14 jul 2016
Uitspraak mede ingezonden door Hans Jonkhout, Marree en Dijxhoorn en Ranee van der Straaten, BANNING.
Artikel 71 EEX-Vo staat toepassing bevoegdheidsregel artikel 4.6 BVIE niet in de weg
HvJ EU 14 juli 2016; IEF 16104; IEFbe 1865; ECLI:EU:C:2016:366; C-230/15 (Brite Strike)

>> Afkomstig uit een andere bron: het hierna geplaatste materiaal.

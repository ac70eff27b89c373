//! Plan validation: structural rules per action plus run-level lints.

use thiserror::Error;
use url::Url;

use crate::actions::{Action, FrameStrategy, FrameValue};

/// Errors raised while parsing or validating plans. Each maps onto one of
/// the stable error codes surfaced to callers.
#[derive(Debug, Error, Clone)]
pub enum DslError {
    #[error("{0}")]
    Validation(String),

    #[error("{0}")]
    InvalidIndex(String),

    #[error("unknown action '{0}'")]
    UnsupportedAction(String),

    #[error("domain not in allowlist: {0}")]
    DomainNotAllowed(String),
}

impl DslError {
    pub fn code(&self) -> &'static str {
        match self {
            Self::Validation(_) => "VALIDATION",
            Self::InvalidIndex(_) => "INVALID_INDEX",
            Self::UnsupportedAction(_) => "UNSUPPORTED_ACTION",
            Self::DomainNotAllowed(_) => "DOMAIN_NOT_ALLOWED",
        }
    }

    /// Prefix the message with the failing plan position.
    pub fn with_step(self, index: usize) -> Self {
        match self {
            Self::Validation(message) => Self::Validation(format!("action {index}: {message}")),
            Self::InvalidIndex(message) => Self::InvalidIndex(format!("action {index}: {message}")),
            other => other,
        }
    }
}

/// Result of validating a plan: warnings only, errors abort.
#[derive(Clone, Debug, Default)]
pub struct PlanReport {
    pub warnings: Vec<String>,
}

/// Validate every action plus the run-level lints.
///
/// Structural violations are errors; the click-race lint only warns, since
/// plenty of pages are fine without an explicit wait.
pub fn validate_plan(plan: &[Action], allowed_domains: &[String]) -> Result<PlanReport, DslError> {
    let mut report = PlanReport::default();

    for (index, action) in plan.iter().enumerate() {
        validate_action(action, allowed_domains).map_err(|err| err.with_step(index))?;

        if matches!(action, Action::Click { .. }) {
            let followed_by_wait = plan
                .iter()
                .skip(index + 1)
                .take(2)
                .any(Action::is_explicit_wait);
            if !followed_by_wait {
                report.warnings.push(format!(
                    "action {index}: click is not followed by an explicit wait or assert within 2 actions; possible race"
                ));
            }
        }
    }

    Ok(report)
}

fn validate_action(action: &Action, allowed_domains: &[String]) -> Result<(), DslError> {
    if let Some(selector) = action.selector() {
        if !selector.has_discriminator() {
            return Err(DslError::Validation(format!(
                "{} selector needs at least one of css/xpath/text/role/aria_label/near_text/index/stable_id",
                action.name()
            )));
        }
    }

    match action {
        Action::Navigate { url, .. } => {
            if url.trim().is_empty() {
                return Err(DslError::Validation("navigate url is empty".into()));
            }
            check_domain(url, allowed_domains)?;
        }
        Action::Select { value_or_label, .. } => {
            if value_or_label.is_empty() {
                return Err(DslError::Validation(
                    "select requires value_or_label".into(),
                ));
            }
        }
        Action::PressKey { keys, .. } => {
            if keys.is_empty() {
                return Err(DslError::Validation(
                    "press_key requires at least one key".into(),
                ));
            }
        }
        Action::Scroll {
            to,
            direction,
            container,
        } => {
            if to.is_none() && direction.is_none() && container.is_none() {
                return Err(DslError::Validation(
                    "scroll requires one of to/direction/container".into(),
                ));
            }
        }
        Action::ScrollToText { text } => {
            if text.trim().is_empty() {
                return Err(DslError::Validation("scroll_to_text text is empty".into()));
            }
        }
        Action::EvalJs { script } => {
            if script.trim().is_empty() {
                return Err(DslError::Validation("eval_js script is empty".into()));
            }
        }
        Action::FocusIframe { target } => {
            let ok = match target.strategy {
                FrameStrategy::Index => {
                    matches!(target.value, Some(FrameValue::Number(_)) | None)
                }
                FrameStrategy::Name | FrameStrategy::Url => {
                    matches!(target.value, Some(FrameValue::Text(_)))
                }
                FrameStrategy::Element => matches!(target.value, Some(FrameValue::Selector(_))),
                FrameStrategy::Parent | FrameStrategy::Root => true,
            };
            if !ok {
                return Err(DslError::Validation(format!(
                    "focus_iframe strategy {:?} does not match its value",
                    target.strategy
                )));
            }
        }
        _ => {}
    }
    Ok(())
}

fn check_domain(raw_url: &str, allowed_domains: &[String]) -> Result<(), DslError> {
    if allowed_domains.is_empty() {
        return Ok(());
    }
    let host = Url::parse(raw_url)
        .ok()
        .and_then(|u| u.host_str().map(|h| h.to_ascii_lowercase()));
    let host = match host {
        Some(host) => host,
        // Relative and about: URLs are always allowed.
        None => return Ok(()),
    };
    if allowed_domains
        .iter()
        .any(|allowed| host.contains(&allowed.to_ascii_lowercase()))
    {
        Ok(())
    } else {
        Err(DslError::DomainNotAllowed(raw_url.to_string()))
    }
}

#[cfg(test)]
mod tests {
    use super::*;
    use crate::registry::Registry;
    use serde_json::json;

    fn plan(actions: serde_json::Value) -> Vec<Action> {
        Registry::new()
            .parse_run_request(&json!({ "actions": actions }))
            .unwrap()
            .plan
    }

    #[test]
    fn click_without_wait_warns() {
        let actions = plan(json!([
            {"type": "navigate", "url": "https://example.com"},
            {"type": "click", "selector": {"css": "#buy"}},
            {"type": "extract", "selector": {"css": "h1"}},
        ]));
        let report = validate_plan(&actions, &[]).unwrap();
        assert_eq!(report.warnings.len(), 1);
        assert!(report.warnings[0].contains("possible race"));
    }

    #[test]
    fn click_followed_by_wait_is_quiet() {
        let actions = plan(json!([
            {"type": "click", "selector": {"css": "#buy"}},
            {"type": "wait", "for": {"selector": {"css": "#done"}}, "timeout_ms": 1000},
        ]));
        let report = validate_plan(&actions, &[]).unwrap();
        assert!(report.warnings.is_empty());
    }

    #[test]
    fn click_followed_by_assert_two_later_is_quiet() {
        let actions = plan(json!([
            {"type": "click", "selector": {"css": "#buy"}},
            {"type": "screenshot"},
            {"type": "assert", "selector": {"css": "#done"}, "state": "visible"},
        ]));
        let report = validate_plan(&actions, &[]).unwrap();
        assert!(report.warnings.is_empty());
    }

    #[test]
    fn scroll_without_any_destination_is_invalid() {
        let actions = vec![Action::Scroll {
            to: None,
            direction: None,
            container: None,
        }];
        let err = validate_plan(&actions, &[]).unwrap_err();
        assert_eq!(err.code(), "VALIDATION");
    }

    #[test]
    fn empty_selector_is_invalid() {
        let actions = vec![Action::Hover {
            selector: Default::default(),
        }];
        let err = validate_plan(&actions, &[]).unwrap_err();
        assert_eq!(err.code(), "VALIDATION");
    }

    #[test]
    fn domain_allowlist_blocks_navigation() {
        let actions = plan(json!([
            {"type": "navigate", "url": "https://evil.example.net/"},
        ]));
        let err = validate_plan(&actions, &["example.com".to_string()]).unwrap_err();
        assert_eq!(err.code(), "DOMAIN_NOT_ALLOWED");

        let actions = plan(json!([
            {"type": "navigate", "url": "https://shop.example.com/"},
        ]));
        assert!(validate_plan(&actions, &["example.com".to_string()]).is_ok());
    }
}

Bevoegdheid. Merkenrecht. Brite Strike Inc. vordert een verklaring voor recht dat gedaagde te kwader trouw BRITE STRIKE heeft laten inschrijven, de nietigheid en de doorhaling van het merk. Gedaagde heeft woonplaats in Luxemburg en er is geen verbintenis die in Nederland is of moet worden uitgevoerd. HvJ EU:
Artikel 71 van verordening (EG) nr. 44/2001 van de Raad van 22 december 2000 betreffende de rechterlijke bevoegdheid, de erkenning en de tenuitvoerlegging van beslissingen in burgerlijke en handelszaken, staat er niet aan in de weg dat de in artikel 4.6 BVIE neergelegde rechterlijkebevoegdheidsregel voor geschillen inzake Benelux-merken, ‑tekeningen en ‑modellen op die geschillen wordt toegepast.

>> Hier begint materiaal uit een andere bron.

//! HTTP error envelope.
//!
//! No exception crosses the HTTP boundary: every failure becomes structured
//! JSON with a stable `code` and a human-readable `message`.

use axum::http::StatusCode;
use axum::response::{IntoResponse, Response};
use axum::Json;
use serde_json::json;

#[derive(Clone, Debug)]
pub struct ApiError {
    pub status: StatusCode,
    pub code: String,
    pub message: String,
}

impl ApiError {
    pub fn new(status: StatusCode, code: impl Into<String>, message: impl Into<String>) -> Self {
        Self {
            status,
            code: code.into(),
            message: message.into(),
        }
    }

    pub fn bad_request(message: impl Into<String>) -> Self {
        Self::new(StatusCode::BAD_REQUEST, "VALIDATION", message)
    }

    pub fn not_found(message: impl Into<String>) -> Self {
        Self::new(StatusCode::NOT_FOUND, "NOT_FOUND", message)
    }

    pub fn conflict(code: impl Into<String>, message: impl Into<String>) -> Self {
        Self::new(StatusCode::CONFLICT, code, message)
    }

    pub fn unavailable(code: impl Into<String>, message: impl Into<String>) -> Self {
        Self::new(StatusCode::SERVICE_UNAVAILABLE, code, message)
    }

    pub fn internal(message: impl Into<String>) -> Self {
        Self::new(StatusCode::INTERNAL_SERVER_ERROR, "EXECUTION_ERROR", message)
    }
}

impl From<cdp_bridge::BridgeError> for ApiError {
    fn from(err: cdp_bridge::BridgeError) -> Self {
        match &err {
            cdp_bridge::BridgeError::SharedBrowserUnavailable { .. } => Self::unavailable(
                // Lowercase on the wire for compatibility with existing
                // session clients.
                "shared_browser_unavailable",
                err.to_string(),
            ),
            _ => Self::internal(err.to_string()),
        }
    }
}

impl IntoResponse for ApiError {
    fn into_response(self) -> Response {
        let body = json!({
            "success": false,
            "error": {
                "code": self.code,
                "message": self.message,
            },
        });
        (self.status, Json(body)).into_response()
    }
}

#[cfg(test)]
mod tests {
    use super::*;

    #[test]
    fn bridge_unavailable_maps_to_503_with_legacy_code() {
        let err = ApiError::from(cdp_bridge::BridgeError::unavailable(vec![
            "http://vnc:9222".into(),
        ]));
        assert_eq!(err.status, StatusCode::SERVICE_UNAVAILABLE);
        assert_eq!(err.code, "shared_browser_unavailable");
        assert!(err.message.contains("http://vnc:9222"));
    }
}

Gestelde vragen: IEF 14305
I. Dient het BVIE (al dan niet op de in het arrest van het gerechtshof Den Haag van 26 november 2013, overwegingen 28 - 34 genoemde gronden) te worden aangemerkt als een posterieur verdrag, zodat artikel 4.6 BVIE niet kan worden aangemerkt als een bijzondere regeling, in de zin van artikel 71 EEX-Vo oud?
Indien deze vraag bevestigend wordt beantwoord:
II. Volgt uit artikel 22 lid 4 EEX-Vo oud dat zowel de Belgische, als de Nederlandse en de Luxemburgse rechter internationaal bevoegd zijn van het geschil kennis te nemen?
III. Zo nee, hoe dient dan in een geval als het onderhavige te worden vastgesteld of de Belgische, dan wel de Nederlandse of de Luxemburgse rechter internationaal bevoegd is? Kan voor deze (nadere) vaststelling van de internationale bevoegdheid artikel 4.6 BVIE (wél) worden toegepast?